* [What to produce]
The required result is every line of the records that includes "real".

^^^^

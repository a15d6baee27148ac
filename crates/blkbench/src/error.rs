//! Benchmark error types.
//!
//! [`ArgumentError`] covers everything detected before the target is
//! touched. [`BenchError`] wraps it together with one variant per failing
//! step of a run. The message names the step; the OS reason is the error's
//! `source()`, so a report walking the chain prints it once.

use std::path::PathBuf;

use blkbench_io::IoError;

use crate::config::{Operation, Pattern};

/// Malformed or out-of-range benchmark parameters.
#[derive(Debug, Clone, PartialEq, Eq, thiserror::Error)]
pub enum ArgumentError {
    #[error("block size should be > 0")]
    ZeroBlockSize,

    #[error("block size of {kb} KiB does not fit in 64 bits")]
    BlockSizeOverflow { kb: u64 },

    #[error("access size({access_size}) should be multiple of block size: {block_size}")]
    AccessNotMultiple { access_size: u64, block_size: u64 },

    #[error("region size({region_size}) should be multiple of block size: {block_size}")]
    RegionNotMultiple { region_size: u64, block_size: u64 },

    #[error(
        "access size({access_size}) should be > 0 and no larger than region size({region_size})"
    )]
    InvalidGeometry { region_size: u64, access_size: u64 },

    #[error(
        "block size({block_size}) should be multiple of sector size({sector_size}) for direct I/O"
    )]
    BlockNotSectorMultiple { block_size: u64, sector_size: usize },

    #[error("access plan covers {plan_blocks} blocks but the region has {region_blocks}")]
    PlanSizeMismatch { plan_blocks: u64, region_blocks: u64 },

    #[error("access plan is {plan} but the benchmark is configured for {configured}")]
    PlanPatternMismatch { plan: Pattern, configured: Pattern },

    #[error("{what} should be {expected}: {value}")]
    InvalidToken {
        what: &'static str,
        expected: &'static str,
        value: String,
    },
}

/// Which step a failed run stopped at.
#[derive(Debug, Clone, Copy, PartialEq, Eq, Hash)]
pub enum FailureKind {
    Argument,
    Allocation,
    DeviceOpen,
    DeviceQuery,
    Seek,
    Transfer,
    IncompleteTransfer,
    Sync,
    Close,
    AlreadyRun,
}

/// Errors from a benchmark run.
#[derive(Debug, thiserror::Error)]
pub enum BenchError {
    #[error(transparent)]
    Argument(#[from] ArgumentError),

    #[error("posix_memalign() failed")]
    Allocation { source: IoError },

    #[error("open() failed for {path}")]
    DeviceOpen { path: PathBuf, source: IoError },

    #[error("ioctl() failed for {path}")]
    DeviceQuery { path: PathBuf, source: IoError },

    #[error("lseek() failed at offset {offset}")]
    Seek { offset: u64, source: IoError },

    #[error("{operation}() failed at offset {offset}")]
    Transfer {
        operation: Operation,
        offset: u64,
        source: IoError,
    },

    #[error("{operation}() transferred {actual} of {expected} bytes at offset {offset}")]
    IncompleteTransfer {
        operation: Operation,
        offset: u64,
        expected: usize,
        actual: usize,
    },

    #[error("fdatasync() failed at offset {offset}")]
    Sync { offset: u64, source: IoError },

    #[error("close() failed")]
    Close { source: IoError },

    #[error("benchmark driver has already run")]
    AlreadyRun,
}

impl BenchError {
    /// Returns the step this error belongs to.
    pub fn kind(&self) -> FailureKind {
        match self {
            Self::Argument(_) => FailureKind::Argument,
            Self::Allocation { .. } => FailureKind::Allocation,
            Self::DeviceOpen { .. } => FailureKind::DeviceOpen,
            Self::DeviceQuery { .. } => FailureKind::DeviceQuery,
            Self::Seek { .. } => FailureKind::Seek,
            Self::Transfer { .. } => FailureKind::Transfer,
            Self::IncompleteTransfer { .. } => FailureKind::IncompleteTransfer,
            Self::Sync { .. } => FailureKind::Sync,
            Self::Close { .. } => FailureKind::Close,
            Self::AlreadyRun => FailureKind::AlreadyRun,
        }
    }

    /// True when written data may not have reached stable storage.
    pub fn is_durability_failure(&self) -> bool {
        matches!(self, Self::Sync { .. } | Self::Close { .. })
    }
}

^^^^

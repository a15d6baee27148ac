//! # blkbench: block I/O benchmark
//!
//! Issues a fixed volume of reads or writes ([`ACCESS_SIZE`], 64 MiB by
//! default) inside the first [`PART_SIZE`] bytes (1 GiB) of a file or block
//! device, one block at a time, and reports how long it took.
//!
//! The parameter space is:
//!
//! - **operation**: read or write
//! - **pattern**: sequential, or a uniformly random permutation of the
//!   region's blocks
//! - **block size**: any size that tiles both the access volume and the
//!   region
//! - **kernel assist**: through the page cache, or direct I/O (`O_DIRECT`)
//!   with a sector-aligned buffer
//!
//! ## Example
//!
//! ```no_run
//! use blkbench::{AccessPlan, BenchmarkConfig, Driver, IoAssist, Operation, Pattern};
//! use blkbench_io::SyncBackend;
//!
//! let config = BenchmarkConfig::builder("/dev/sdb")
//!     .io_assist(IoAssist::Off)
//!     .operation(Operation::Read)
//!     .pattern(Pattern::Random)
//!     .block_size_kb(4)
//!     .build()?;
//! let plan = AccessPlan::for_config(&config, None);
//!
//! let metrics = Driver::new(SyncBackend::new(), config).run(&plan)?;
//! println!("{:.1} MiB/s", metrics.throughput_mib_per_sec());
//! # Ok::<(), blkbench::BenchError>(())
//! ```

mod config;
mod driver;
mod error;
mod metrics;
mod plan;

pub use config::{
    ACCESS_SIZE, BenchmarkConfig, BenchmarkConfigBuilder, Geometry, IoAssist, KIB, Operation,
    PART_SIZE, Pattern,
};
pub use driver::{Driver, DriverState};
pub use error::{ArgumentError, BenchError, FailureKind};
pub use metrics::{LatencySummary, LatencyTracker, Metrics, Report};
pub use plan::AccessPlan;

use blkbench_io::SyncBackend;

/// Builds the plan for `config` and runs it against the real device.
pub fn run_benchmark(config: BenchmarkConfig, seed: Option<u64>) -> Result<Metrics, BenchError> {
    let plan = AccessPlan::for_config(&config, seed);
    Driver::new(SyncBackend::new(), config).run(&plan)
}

^^^^

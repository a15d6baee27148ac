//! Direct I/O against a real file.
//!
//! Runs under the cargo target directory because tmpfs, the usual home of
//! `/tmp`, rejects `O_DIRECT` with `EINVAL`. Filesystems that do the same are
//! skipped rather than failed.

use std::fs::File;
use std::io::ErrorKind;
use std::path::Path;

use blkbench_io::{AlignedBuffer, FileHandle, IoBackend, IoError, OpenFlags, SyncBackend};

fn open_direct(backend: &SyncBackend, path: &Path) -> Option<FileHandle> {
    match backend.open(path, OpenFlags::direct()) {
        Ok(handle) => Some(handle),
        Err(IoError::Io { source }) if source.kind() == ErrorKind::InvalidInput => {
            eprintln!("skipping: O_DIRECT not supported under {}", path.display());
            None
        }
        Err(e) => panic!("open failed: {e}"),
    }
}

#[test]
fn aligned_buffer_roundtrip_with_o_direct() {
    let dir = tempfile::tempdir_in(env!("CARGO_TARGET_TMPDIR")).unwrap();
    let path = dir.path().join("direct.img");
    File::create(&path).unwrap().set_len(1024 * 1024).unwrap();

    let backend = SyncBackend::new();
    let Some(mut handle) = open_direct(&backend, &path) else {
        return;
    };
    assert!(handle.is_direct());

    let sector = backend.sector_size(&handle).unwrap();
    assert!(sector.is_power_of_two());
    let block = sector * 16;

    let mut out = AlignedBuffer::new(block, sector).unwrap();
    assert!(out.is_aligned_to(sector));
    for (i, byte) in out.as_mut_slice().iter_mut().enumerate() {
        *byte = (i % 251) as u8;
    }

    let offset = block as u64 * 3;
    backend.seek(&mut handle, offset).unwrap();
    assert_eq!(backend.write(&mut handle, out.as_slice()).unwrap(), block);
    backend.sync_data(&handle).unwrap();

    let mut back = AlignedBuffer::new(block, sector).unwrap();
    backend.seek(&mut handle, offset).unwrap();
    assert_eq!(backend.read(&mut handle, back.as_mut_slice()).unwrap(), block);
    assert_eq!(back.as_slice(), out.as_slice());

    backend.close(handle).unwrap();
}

^^^^

* [Answer to this exercise]
/// Builds the plan for `config` and runs it against the real device.
//! Direct I/O against a real file.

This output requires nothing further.